Created on Sat Sep 21 10:22:29 2019
@author: Rodolfo Escobar [version para SIFT]
"""
import cv2
import numpy as np
import matplotlib.pyplot as plt
# Importar imagenes como escala de grises
ImA = cv2.imread('Ref.JPG',0)
ImB = cv2.imread('Des.JPG',0)
#--------------------- SIFT -------------------------------
sift = cv2.xfeatures2d.SIFT_create()
keypointsA, descriptorsA = sift.detectAndCompute(ImA, None)
keypointsB, descriptorsB = sift.detectAndCompute(ImB, None)
#----------------------------------------------------------
#---------------- Correspondencias ------------------------
#NOTA: para SIFT no debe usarse la norma de Hamming
matcher = cv2.BFMatcher(cv2.NORM_L2,crossCheck=True)
matches = matcher.match(descriptorsA, descriptorsB, None)
# Ordenacion de correspondencias por distancias
matches.sort(key=lambda x: x.distance, reverse=False)
# Elegir solo un porcentaje de las correspondencias
# (las que tengan distancias más cortas)
Porcentaje_Corr = 0.05
numMatches = int(len(matches) * Porcentaje_Corr)
matches = matches[:numMatches]
#---------------------------------------------------------
# Grafica de correspondencias
imMatches = cv2.drawMatches(ImA, keypointsA, ImB, keypointsB, matches, None)
plt.imshow(imMatches)
plt.axis("off")
plt.show()
# Localizar correpondencias
points1 = np.zeros((len(matches), 2), dtype=np.float32)
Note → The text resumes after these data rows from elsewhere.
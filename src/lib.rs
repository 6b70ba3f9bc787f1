// SPDX-License-Identifier: GPL-3.0-only
// Copyright (C) 2025 Brian Hetro <whee@smaertness.net>

//! Convert Slack workspace exports to HTML or plain text.
//!
//! This crate provides loading, parsing and rendering functionality for
//! turning the JSON archive produced by Slack's workspace export into
//! readable per-channel documents.
//!
//! # Overview
//!
//! A Slack export is a directory with `channels.json`, `users.json` and one
//! subdirectory per channel holding a JSON file per day. This crate:
//!
//! 1. Loads the channel and user metadata into a lookup directory
//! 2. Parses each channel's messages and groups them into threads
//! 3. Renders every channel as an HTML page or a plain-text document
//!
//! # Example
//!
//! ```no_run
//! use slack2doc::{archive, metadata::Directory, renderer};
//! use std::path::Path;
//!
//! let root = Path::new("slack-export");
//! let directory = Directory::load(root).unwrap();
//!
//! for dir in archive::list_channels(root, None).unwrap() {
//!     let channel = archive::load_channel(&dir).unwrap();
//!     let html = renderer::render_channel(&channel, &directory, &Default::default());
//!     std::fs::write(format!("{}.html", channel.name), html).unwrap();
//! }
//! ```
//!
//! # Modules
//!
//! - [`metadata`]: channel and user lookup tables
//! - [`parser`]: JSON parsing and type definitions for message files
//! - [`archive`]: export traversal, channel loading and thread grouping
//! - [`markup`]: rich-text to HTML or plain-text conversion
//! - [`renderer`]: whole-document generation with configurable output

#![deny(missing_docs)]

pub mod archive;
pub mod markup;
pub mod metadata;
pub mod parser;
pub mod renderer;
use std::collections::BTreeMap;

use serde::Serialize;
use serde_json::Value;
use tracing::error;

/// A captured failure. Tags and extras travel with the report rather than through ambient scope.
#[derive(Debug, Clone, PartialEq, Serialize)]
pub struct ErrorReport {
    pub message: String,
    pub tags: BTreeMap<String, String>,
    pub extras: Value,
}

impl ErrorReport {
    pub fn new(message: impl Into<String>) -> Self {
        Self {
            message: message.into(),
            tags: BTreeMap::new(),
            extras: Value::Null,
        }
    }

    pub fn with_tag(mut self, key: impl Into<String>, value: impl Into<String>) -> Self {
        self.tags.insert(key.into(), value.into());
        self
    }

    pub fn with_extras(mut self, extras: Value) -> Self {
        self.extras = extras;
        self
    }
}

/// Fire-and-forget error capture. Implementations must not block or fail the caller.
pub trait ErrorReporter: Send + Sync {
    fn capture(&self, report: ErrorReport);
}

/// Logs reports at `error` level.
#[derive(Debug, Default, Clone, Copy)]
pub struct TracingErrorReporter;

impl ErrorReporter for TracingErrorReporter {
    fn capture(&self, report: ErrorReport) {
        let tags = serde_json::to_string(&report.tags).unwrap_or_default();
        error!(
            target: "veracity::errors",
            tags = %tags,
            extras = %report.extras,
            "{}",
            report.message
        );
    }
}

/// Drops every report.
#[derive(Debug, Default, Clone, Copy)]
pub struct NoopErrorReporter;

impl ErrorReporter for NoopErrorReporter {
    fn capture(&self, _report: ErrorReport) {}
}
points2 = np.zeros((len(matches), 2), dtype=np.float32)
# Arrays de puntos de la forma [[x0,y0],...,[xn,yn]]
for i, match in enumerate(matches):
points1[i, :] = keypointsA[match.queryIdx].pt
points2[i, :] = keypointsB[match.trainIdx].pt
# Encontrae matriz de homografía
h, mask = cv2.findHomography(points1, points2, cv2.RANSAC)
print(h)
# Aplicar homografía
height, width= ImB.shape
im1Reg = cv2.warpPerspective(ImA, h, (width, height))
# Grafica de imagen alineada
plt.figure(2)
plt.imshow(im1Reg,cmap='gray')
plt.axis("off")
plt.show()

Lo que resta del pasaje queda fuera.